Three of particular interest to UFO aficianados are:
1. "The Physics of Extra-Terrestrial Civilizations"
"The late Carl Sagan once asked this question, 'What does it mean for a civilization to be a few million years old? We have had radio telescopes and spaceships for a few decades; our technical civilization is a few hundred years old... an advanced civilization millions of years old is as much beyond us as we are beyond a bush baby or a macaque.'
Although any conjecture about such advanced civilizations is a matter of sheer speculation, one can still use the laws of physics to place upper and lower limits on these civilizations. In particular, now that the laws of quantum field theory, general relativity, thermodynamics, etc. are fairly well established, physics can impose broad physical bounds which constrain the parameters of these civilizations.
This question is no longer a matter of idle speculation. Soon, humanity may face an existential shock as the current list of a dozen Jupiter-sized extra-solar planets swells to hundreds of earth-sized planets, almost identical twins of our celestial homeland. This may usher in a new era in our relationship with the universe; we will never see the night sky in the same way again, realizing that scientists may eventually compile an encyclopedia identifying the precise co-ordinates of perhaps hundreds of earth-like planets."
Dr. Kaku then provides a ranking system for potential extra-terrestrial civilizations based upon their energy consumption. He also outlines some thoughts about how an advanced civilization might go about exploring the galaxy that puts Captain Kirk and crew in the dry-dock in favour of robot probes designed to reach distant star systems and create factories which will reproduce copies of themselves by the thousands (much to Dr. McCoy's chagrin).
On the other hand, he doesn't rule out human (or alien) travel by way of wormholes, either.

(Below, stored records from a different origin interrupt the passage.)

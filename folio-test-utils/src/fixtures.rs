use std::fs;
use std::io;
use std::path::{Path, PathBuf};

use serde::de::DeserializeOwned;

pub fn fixtures_root() -> PathBuf {
    Path::new(env!("CARGO_MANIFEST_DIR"))
        .join("..")
        .join("resources")
        .join("test-fixtures")
}

pub fn load_fixture(relative_path: &str) -> io::Result<Vec<u8>> {
    fs::read(fixtures_root().join(relative_path))
}

pub fn load_fixture_json<T: DeserializeOwned>(relative_path: &str) -> io::Result<T> {
    let bytes = load_fixture(relative_path)?;
    serde_json::from_slice(&bytes).map_err(|e| io::Error::new(io::ErrorKind::InvalidData, e))
}

/// Every record fixture, by file name
pub fn record_fixtures() -> io::Result<Vec<(String, Vec<u8>)>> {
    let mut records = Vec::new();
    for entry in fs::read_dir(fixtures_root().join("records"))? {
        let path = entry?.path();
        if path.extension().and_then(|e| e.to_str()) != Some("json") {
            continue;
        }
        let name = path
            .file_name()
            .and_then(|n| n.to_str())
            .unwrap_or_default()
            .to_string();
        records.push((name, fs::read(&path)?));
    }
    records.sort();
    Ok(records)
}
pub mod bundle;
pub mod common;
pub mod config;
pub mod edit;
pub mod errors;
pub mod export;
pub mod model;
pub mod normalize;
pub mod services;

pub use bundle::{
    ArchiveBlob, ArchiveBundle, ArchiveSink, BundleOptions, DirectorySink, MemorySink,
    SavedArchive,
};
pub use config::ExportConfig;
pub use edit::{apply_edit, PortfolioEdit};
pub use errors::{EditError, ExportError};
pub use export::{generate_project, ProjectFiles, ThemeGenerator};
pub use model::{PortfolioDraft, PortfolioRecord, ThemeId};
pub use normalize::normalize;
pub use services::ExportService;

2. "The Physics of Interstellar Travel"
This article expands upon some of the points discussed in "The Physics of Extra-Terrestrial Civilizations" with regard to space travel. While Dr. Kaku gets his statistics wrong with respect to UFOs (he claims that only 1% are truly unidentified), he is correct in pointing out that:
(a) "there is no funding for anyone seriously looking at unidentified flying objects in space, and one's reputation may suffer if one pursues an interest in these unorthodox matters," and
(b) "what is disturbing to a physicist... is the remaining 1% [PK note - the actual number is significantly higher] of these sightings, which are multiple sightings made by multiple methods of observations. Some of the most intriguing sightings have been made by seasoned pilots and passengers aboard air line flights which have also been tracked by radar and have been videotaped. Sightings like this are harder to dismiss."

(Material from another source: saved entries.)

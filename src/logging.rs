//! Structured logging via `tracing`
//!
//! - Level-based filtering (TRACE/DEBUG/INFO/WARN/ERROR), overridable with `RUST_LOG`
//! - Per-module filters for the noisy parts of the crate (ledger backends, lottery)
//! - Idempotent initialization (first call wins)

use serde::{Deserialize, Serialize};
use std::sync::Once;
use tracing_subscriber::EnvFilter;

/// Log level for the perk server
#[derive(Debug, Clone, Copy, PartialEq, Eq, Serialize, Deserialize)]
#[serde(rename_all = "lowercase")]
pub enum LogLevel {
    Trace,
    Debug,
    Info,
    Warn,
    Error,
}

impl LogLevel {
    pub fn as_str(&self) -> &'static str {
        match self {
            LogLevel::Trace => "trace",
            LogLevel::Debug => "debug",
            LogLevel::Info => "info",
            LogLevel::Warn => "warn",
            LogLevel::Error => "error",
        }
    }

    /// Parse a level name, falling back to `Info` for anything unrecognised
    pub fn parse(raw: &str) -> Self {
        match raw.trim().to_ascii_lowercase().as_str() {
            "trace" => LogLevel::Trace,
            "debug" => LogLevel::Debug,
            "warn" | "warning" => LogLevel::Warn,
            "error" => LogLevel::Error,
            _ => LogLevel::Info,
        }
    }
}

/// Configuration for tracing initialization
#[derive(Debug, Clone, Serialize, Deserialize)]
#[serde(default)]
pub struct TracingConfig {
    pub default_level: LogLevel,
    pub module_filters: Vec<(String, LogLevel)>,
    pub show_targets: bool,
    pub show_thread_ids: bool,
}

impl Default for TracingConfig {
    fn default() -> Self {
        Self {
            default_level: LogLevel::Info,
            module_filters: vec![
                ("tool_perks::lottery".to_string(), LogLevel::Info),
                ("tool_perks::storage".to_string(), LogLevel::Info),
                ("sqlx".to_string(), LogLevel::Warn),
            ],
            show_targets: false,
            show_thread_ids: false,
        }
    }
}

impl TracingConfig {
    pub fn with_default_level(mut self, level: LogLevel) -> Self {
        self.default_level = level;
        self
    }

    pub fn to_env_filter_string(&self) -> String {
        let mut parts = vec![self.default_level.as_str().to_string()];
        for (module, level) in &self.module_filters {
            parts.push(format!("{}={}", module, level.as_str()));
        }
        parts.join(",")
    }
}

static TRACING_INIT: Once = Once::new();

/// Initialize tracing with default settings (idempotent)
pub fn init_tracing_default() {
    init_tracing(&TracingConfig::default());
}

/// Initialize tracing with custom config (idempotent, first call wins)
pub fn init_tracing(config: &TracingConfig) {
    let filter_str = config.to_env_filter_string();
    let show_targets = config.show_targets;
    let show_thread_ids = config.show_thread_ids;
    TRACING_INIT.call_once(move || {
        let filter =
            EnvFilter::try_from_default_env().unwrap_or_else(|_| EnvFilter::new(&filter_str));

        let subscriber = tracing_subscriber::fmt()
            .with_env_filter(filter)
            .with_target(show_targets)
            .with_thread_ids(show_thread_ids)
            .with_level(true)
            .compact();

        // A test harness or embedding host may already own the global subscriber
        let _ = subscriber.try_init();
    });
}

/// Entered span for timing an operation; closes when dropped
pub struct TimingSpan {
    _span: tracing::span::EnteredSpan,
}

impl TimingSpan {
    pub fn new(name: &str) -> Self {
        let span = tracing::info_span!("operation", name = name);
        Self {
            _span: span.entered(),
        }
    }
}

Ufologists should look at both these points and ask themselves:
(a) Why is there no funding, and why do scientists fear that their reputation will suffer? Here's a hint: because the serious study of the UFO phenomenon has been unable to disentangle itself from the looney fringe, best exemplified as of late by Dr. Michael Salla and his exopolitical cohorts, and because some thoughtful, intelligent people within ufology, like Stan Friedman, insist on presenting the ETH as a fact, when the evidence does not yet support this conclusion.
(b) How can serious ufology engage scientists like Dr. Kaku, who have demonstrated at least an interest in the phenomenon, even if their perceptions of the evidence are incorrect? Here's a hint: stick to the facts, and present those facts to men and women like Dr. Kaku who may be willing to give them a look. For example, ask them what they make of the RB47 case. One has to start somewhere.
3. "The Physics of Time Travel"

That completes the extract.